Il passato che bussa alla porta fa sempre effetto. Nei suoi quasi 15 anni di buio, lo storico marchio russo Volga aveva fatto sentire tutta la sua assenza ai fan, che pregavano di vederla tornare in azione. Quel giorno è arrivato, grazie a un investimento da 660 milioni di euro e a un sodalizio tra il colosso cinese Changan e il Gruppo JSC Avtovaz. La produzione presso lo stabilimento di Nizhny Novgorod (ex sito Volkswagen) ha preso il via e mira a ridare slancio all’automotive dell’Est Europa sull’asse Mosca-Pechino.
Dove rinasce il mito e la gamma
Le trattative, durate oltre due anni, hanno finalmente reso le linee di montaggio dell’ex fabbrica tedesca il quartier generale della nuova Volga. La gamma iniziale, che verrà svelata ufficialmente a giugno per debuttare sul mercato nel terzo trimestre del 2026, si basa su modelli Changan profondamente rivisti per incontrare i gusti e le esigenze del pubblico locale. Come riportato da Za Rulem, una delle più autorevoli testate di settore russe, l’operazione decreta il passaggio di Changan da semplice esportatore a produttore locale di peso, affiancandosi a giganti come Haval, Chery e Geely, già presenti con impianti propri tra la Russia e la Bielorussia.
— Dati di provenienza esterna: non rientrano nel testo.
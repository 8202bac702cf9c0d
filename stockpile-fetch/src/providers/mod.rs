//! Market-data provider implementations.
//!
//! One provider today: Financial Modeling Prep. The cache-first fetch
//! flow, status mapping and record assembly live under [`fmp`]; new
//! providers plug in by implementing [`crate::RecordSource`].

pub mod fmp;

pub use fmp::{probe_auth, FmpClient, FmpRecordSource};
//! OpenAI chat completions provider.

use crate::{InsightKind, InsightProvider};
use async_trait::async_trait;
use reqwest::{Client, StatusCode};
use serde::{Deserialize, Serialize};
use serde_json::Value;
use std::sync::atomic::{AtomicU64, Ordering};
use std::sync::Arc;
use std::time::Duration;
use stockpile_core::{FetchError, LlmConfig};
use stockpile_store::{CacheKey, CacheStore, CacheTtl};
use tokio::sync::Semaphore;
use tokio::time::Instant;

/// Chat completions client with concurrency and spacing limits.
///
/// Generated texts are cached persistently: an insight for a given
/// (kind, symbol) pair is asked for once, ever, as long as the cache
/// file survives. Retryable failures back off exponentially before the
/// error is surfaced to the caller; a rejected key is returned
/// immediately.
pub struct OpenAiInsightProvider {
    client: Client,
    api_key: String,
    config: LlmConfig,
    cache: CacheStore,
    limiter: Arc<Semaphore>,
    /// Milliseconds since `start_time` of the most recent request.
    last_request: AtomicU64,
    start_time: Instant,
}

impl std::fmt::Debug for OpenAiInsightProvider {
    fn fmt(&self, f: &mut std::fmt::Formatter<'_>) -> std::fmt::Result {
        f.debug_struct("OpenAiInsightProvider")
            .field("base_url", &self.config.base_url)
            .field("model", &self.config.model)
            .field("api_key", &"[REDACTED]")
            .finish()
    }
}

// ===== WIRE TYPES =====

#[derive(Debug, Serialize)]
struct ChatCompletionRequest<'a> {
    model: &'a str,
    messages: Vec<ChatMessage>,
    temperature: f32,
    max_tokens: u32,
}

#[derive(Debug, Serialize)]
struct ChatMessage {
    role: &'static str,
    content: String,
}

#[derive(Debug, Deserialize)]
struct ChatCompletionResponse {
    choices: Vec<ChatChoice>,
}

#[derive(Debug, Deserialize)]
struct ChatChoice {
    message: ChatChoiceMessage,
}

#[derive(Debug, Deserialize)]
struct ChatChoiceMessage {
    content: Option<String>,
}

impl OpenAiInsightProvider {
    pub fn new(api_key: impl Into<String>, config: LlmConfig) -> Result<Self, FetchError> {
        let client = Client::builder()
            .timeout(config.request_timeout())
            .build()
            .map_err(|e| FetchError::Transport {
                status: None,
                message: format!("Failed to create HTTP client: {}", e),
            })?;
        let cache = CacheStore::open(config.cache_path.clone(), CacheTtl::Persistent);
        let limiter = Arc::new(Semaphore::new(config.max_concurrent_requests.max(1)));

        Ok(Self {
            client,
            api_key: api_key.into(),
            config,
            cache,
            limiter,
            last_request: AtomicU64::new(0),
            start_time: Instant::now(),
        })
    }

    /// Space requests at least `min_request_interval` apart.
    async fn enforce_min_interval(&self) {
        let min_ms = self.config.min_request_interval_ms;
        if min_ms == 0 {
            return;
        }
        let last = self.last_request.load(Ordering::Acquire);
        let now = self.start_time.elapsed().as_millis() as u64;
        let since = now.saturating_sub(last);
        if last > 0 && since < min_ms {
            tokio::time::sleep(Duration::from_millis(min_ms - since)).await;
        }
        self.last_request
            .store(self.start_time.elapsed().as_millis() as u64, Ordering::Release);
    }

    async fn request_completion(
        &self,
        kind: InsightKind,
        symbol: &str,
    ) -> Result<String, FetchError> {
        let _permit =
            self.limiter
                .acquire()
                .await
                .map_err(|_| FetchError::Transport {
                    status: None,
                    message: "Request limiter closed".to_string(),
                })?;
        self.enforce_min_interval().await;

        let request = ChatCompletionRequest {
            model: &self.config.model,
            messages: vec![
                ChatMessage {
                    role: "system",
                    content: kind.system_prompt().to_string(),
                },
                ChatMessage {
                    role: "user",
                    content: kind.user_prompt(symbol),
                },
            ],
            temperature: self.config.temperature,
            max_tokens: self.config.max_tokens,
        };

        let url = format!("{}/chat/completions", self.config.base_url);
        let response = self
            .client
            .post(&url)
            .bearer_auth(&self.api_key)
            .json(&request)
            .send()
            .await
            .map_err(|e| FetchError::Transport {
                status: None,
                message: format!("Request failed: {}", e),
            })?;

        let status = response.status();
        match status {
            StatusCode::UNAUTHORIZED | StatusCode::FORBIDDEN => {
                let body = response
                    .text()
                    .await
                    .unwrap_or_else(|_| "authentication rejected".to_string());
                Err(FetchError::Auth { message: body })
            }
            StatusCode::TOO_MANY_REQUESTS => Err(FetchError::RateLimited {
                retry_after_secs: parse_retry_after_secs(response.headers()),
            }),
            _ if !status.is_success() => {
                let body = response
                    .text()
                    .await
                    .unwrap_or_else(|_| "unknown error".to_string());
                Err(FetchError::Transport {
                    status: Some(status.as_u16()),
                    message: body,
                })
            }
            _ => {
                let completion: ChatCompletionResponse =
                    response.json().await.map_err(|e| FetchError::Transport {
                        status: Some(status.as_u16()),
                        message: format!("Failed to parse response body: {}", e),
                    })?;
                completion
                    .choices
                    .into_iter()
                    .next()
                    .and_then(|choice| choice.message.content)
                    .map(|content| content.trim().to_string())
                    .filter(|content| !content.is_empty())
                    .ok_or_else(|| FetchError::Validation {
                        endpoint: "chat/completions".to_string(),
                        reason: "no content in completion".to_string(),
                    })
            }
        }
    }
}

#[async_trait]
impl InsightProvider for OpenAiInsightProvider {
    async fn generate(&self, kind: InsightKind, symbol: &str) -> Result<String, FetchError> {
        let key = CacheKey::for_messages(&kind.messages(symbol));
        if let Some(cached) = self
            .cache
            .get(&key)
            .and_then(|v| v.as_str().map(str::to_string))
        {
            tracing::debug!(symbol, kind = %kind, "Insight cache hit");
            return Ok(cached);
        }

        let mut attempt: u32 = 0;
        loop {
            match self.request_completion(kind, symbol).await {
                Ok(text) => {
                    if let Err(err) = self.cache.put(&key, Value::String(text.clone())) {
                        tracing::warn!(error = %err, "Insight cache write failed, continuing");
                    }
                    return Ok(text);
                }
                Err(err @ FetchError::Auth { .. }) => return Err(err),
                Err(err) => {
                    attempt += 1;
                    if attempt >= self.config.max_retries.max(1) {
                        tracing::warn!(
                            symbol,
                            kind = %kind,
                            error = %err,
                            attempts = attempt,
                            "Insight generation failed"
                        );
                        return Err(err);
                    }
                    let wait = Duration::from_secs(1u64 << attempt.min(6));
                    tracing::warn!(
                        symbol,
                        kind = %kind,
                        error = %err,
                        wait_secs = wait.as_secs(),
                        "Insight generation failed, backing off"
                    );
                    tokio::time::sleep(wait).await;
                }
            }
        }
    }
}

/// Parse a Retry-After header, seconds form only.
fn parse_retry_after_secs(headers: &reqwest::header::HeaderMap) -> Option<u64> {
    headers
        .get(reqwest::header::RETRY_AFTER)?
        .to_str()
        .ok()?
        .trim()
        .parse()
        .ok()
}
//! CSV export and resume state.
//!
//! The output file is both the result of a run and the memory of it:
//! on startup the pipeline reads the symbols already present and skips
//! them, so an interrupted run picks up where it stopped instead of
//! re-fetching everything.

use serde::{Deserialize, Serialize};
use std::collections::HashSet;
use std::fs::OpenOptions;
use std::path::{Path, PathBuf};
use stockpile_core::{StockRecord, StockpileResult, StorageError, Timestamp};

/// One exported row. Insight columns are empty for records that did not
/// pass the screen.
#[derive(Debug, Clone, PartialEq, Serialize, Deserialize)]
pub struct ScreenRow {
    pub symbol: String,
    pub company_name: Option<String>,
    pub price: Option<f64>,
    pub market_cap: Option<f64>,
    pub pe_ratio: Option<f64>,
    pub forward_pe: Option<f64>,
    pub price_to_book: Option<f64>,
    pub price_to_sales: Option<f64>,
    pub debt_to_equity: Option<f64>,
    pub roe: Option<f64>,
    pub roa: Option<f64>,
    pub net_margin: Option<f64>,
    pub operating_margin: Option<f64>,
    pub gross_margin: Option<f64>,
    pub revenue: Option<f64>,
    pub net_income: Option<f64>,
    pub free_cash_flow: Option<f64>,
    pub operating_cash_flow: Option<f64>,
    pub total_debt: Option<f64>,
    pub total_cash: Option<f64>,
    pub total_equity: Option<f64>,
    pub price_target: Option<f64>,
    pub passes_screen: bool,
    pub sentiment_insight: String,
    pub earnings_insight: String,
    pub outlook_insight: String,
    pub value_insight: String,
    pub fetched_at: Timestamp,
}

impl ScreenRow {
    /// Build a row from a record; insight columns start empty.
    pub fn from_record(record: &StockRecord, passes_screen: bool) -> Self {
        Self {
            symbol: record.symbol.clone(),
            company_name: record.company_name.clone(),
            price: record.price,
            market_cap: record.market_cap,
            pe_ratio: record.pe_ratio,
            forward_pe: record.forward_pe,
            price_to_book: record.price_to_book,
            price_to_sales: record.price_to_sales,
            debt_to_equity: record.debt_to_equity,
            roe: record.roe,
            roa: record.roa,
            net_margin: record.net_margin,
            operating_margin: record.operating_margin,
            gross_margin: record.gross_margin,
            revenue: record.revenue,
            net_income: record.net_income,
            free_cash_flow: record.free_cash_flow,
            operating_cash_flow: record.operating_cash_flow,
            total_debt: record.total_debt,
            total_cash: record.total_cash,
            total_equity: record.total_equity,
            price_target: record.price_target,
            passes_screen,
            sentiment_insight: String::new(),
            earnings_insight: String::new(),
            outlook_insight: String::new(),
            value_insight: String::new(),
            fetched_at: record.fetched_at,
        }
    }
}

/// Appending CSV writer with periodic checkpoint flushes.
///
/// Opens the output in append mode; the header row is written only when
/// the file is new or empty, so repeated runs extend one well-formed
/// document.
pub struct ScreenWriter {
    writer: csv::Writer<std::fs::File>,
    path: PathBuf,
    checkpoint_interval: usize,
    appended: usize,
}

impl ScreenWriter {
    pub fn create(
        path: impl Into<PathBuf>,
        checkpoint_interval: usize,
    ) -> StockpileResult<Self> {
        let path = path.into();
        if let Some(parent) = path.parent() {
            if !parent.as_os_str().is_empty() {
                std::fs::create_dir_all(parent).map_err(|e| StorageError::Io {
                    path: parent.display().to_string(),
                    reason: e.to_string(),
                })?;
            }
        }

        let has_content = std::fs::metadata(&path).map(|m| m.len() > 0).unwrap_or(false);
        let file = OpenOptions::new()
            .create(true)
            .append(true)
            .open(&path)
            .map_err(|e| StorageError::Io {
                path: path.display().to_string(),
                reason: e.to_string(),
            })?;

        let writer = csv::WriterBuilder::new()
            .has_headers(!has_content)
            .quote_style(csv::QuoteStyle::Always)
            .from_writer(file);

        Ok(Self {
            writer,
            path,
            checkpoint_interval: checkpoint_interval.max(1),
            appended: 0,
        })
    }

    pub fn append(&mut self, row: &ScreenRow) -> StockpileResult<()> {
        self.writer
            .serialize(row)
            .map_err(|e| StorageError::Serialize {
                reason: e.to_string(),
            })?;
        self.appended += 1;
        if self.appended % self.checkpoint_interval == 0 {
            self.flush()?;
            tracing::debug!(
                path = %self.path.display(),
                appended = self.appended,
                "Checkpoint flushed"
            );
        }
        Ok(())
    }

    pub fn flush(&mut self) -> StockpileResult<()> {
        self.writer.flush().map_err(|e| {
            StorageError::Io {
                path: self.path.display().to_string(),
                reason: e.to_string(),
            }
            .into()
        })
    }

    /// Rows appended by this writer instance.
    pub fn appended(&self) -> usize {
        self.appended
    }
}

/// Symbols already present in an output file from a previous run.
///
/// A missing file means a fresh start. An existing file that cannot be
/// read as CSV with a `symbol` column is an error: appending a second
/// schema to it would corrupt both runs.
pub fn resume_symbols(path: &Path) -> StockpileResult<HashSet<String>> {
    let is_empty = std::fs::metadata(path).map(|m| m.len() == 0).unwrap_or(true);
    if is_empty {
        return Ok(HashSet::new());
    }

    let mut reader = csv::ReaderBuilder::new()
        .has_headers(true)
        .from_path(path)
        .map_err(|e| StorageError::Io {
            path: path.display().to_string(),
            reason: e.to_string(),
        })?;

    let headers = reader.headers().map_err(|e| StorageError::Corrupt {
        path: path.display().to_string(),
        reason: e.to_string(),
    })?;
    let symbol_idx = headers.iter().position(|h| h == "symbol").ok_or_else(|| {
        StorageError::Corrupt {
            path: path.display().to_string(),
            reason: "no symbol column in existing output".to_string(),
        }
    })?;

    let mut symbols = HashSet::new();
    for record in reader.records() {
        let record = record.map_err(|e| StorageError::Corrupt {
            path: path.display().to_string(),
            reason: e.to_string(),
        })?;
        if let Some(symbol) = record.get(symbol_idx) {
            symbols.insert(symbol.trim().to_uppercase());
        }
    }
    Ok(symbols)
}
Cosa guideranno i russi sotto le insegne della nuova Volga? In anteprima alla fiera Digital Industry of Russia l’azienda ha mostrato la C40, una berlina elegante derivata dalla Changan Raeton Plus, e i due crossover K30 e K40, che si ispirano rispettivamente alla Oshan X5 Plus e alla Uni-Z. In quanto ai motori, le soluzioni d’altri tempi lasciano spazio al collaudato quattro cilindri Changan da 1,5 litri, capace di erogare 188 CV e una coppia di 300 Nm, garantendo prestazioni equilibrate per un mercato che nonostante le flessioni globali resta l’undicesimo al mondo in termini di volumi. Una platea troppo ampia e rilevante per non fare gola alle arrembanti realtà del grande Paese asiatico.
Design e interni: tradizione contro tecnologia
Almeno per il momento le foto delle versioni finali rimangono oscurate, ma i teaser rilasciati dalla Casa aiutano ad avere un’idea piuttosto concreta sulla direzione intrapresa. Nel caso del SUV di punta, Volga ha scelto una linea rassicurante e muscolosa, caratterizzata da passaruota squadrati e un posteriore “sfuggente” che strizza l’occhio ai moderni SUV-coupé. All’interno, l’abitacolo si discosta dall’estetica a tratti estrema della cinese Uni-Z per abbracciare uno stile più convenzionale e concreto: volante a corona piatta, quadro strumenti interamente digitale e un generoso schermo centrale dedicato all’infotainment. È la “meccanica della semplicità” che incontra il lusso digitale.
L’operazione Volga-Changan si inserisce in uno scenario complesso. Se il 2025 ha visto un calo delle immatricolazioni del 15,6%, la Russia continua a essere il terzo mercato automobilistico del continente europeo. Con l’addio del Gruppo Renault nel 2022, la leadership di Lada AvtoVAZ è oggi insidiata proprio dall’avanzata dei brand cinesi, che occupano i vertici delle classifiche di vendita. Il terzo trimestre dell’anno ci dirà se il “nuovo corso” del costruttore saprà intercettare i desideri di una clientela che per anni ha visto nell’usato BMW, settore cresciuto del 49%, l’unica reale alternativa di prestigio.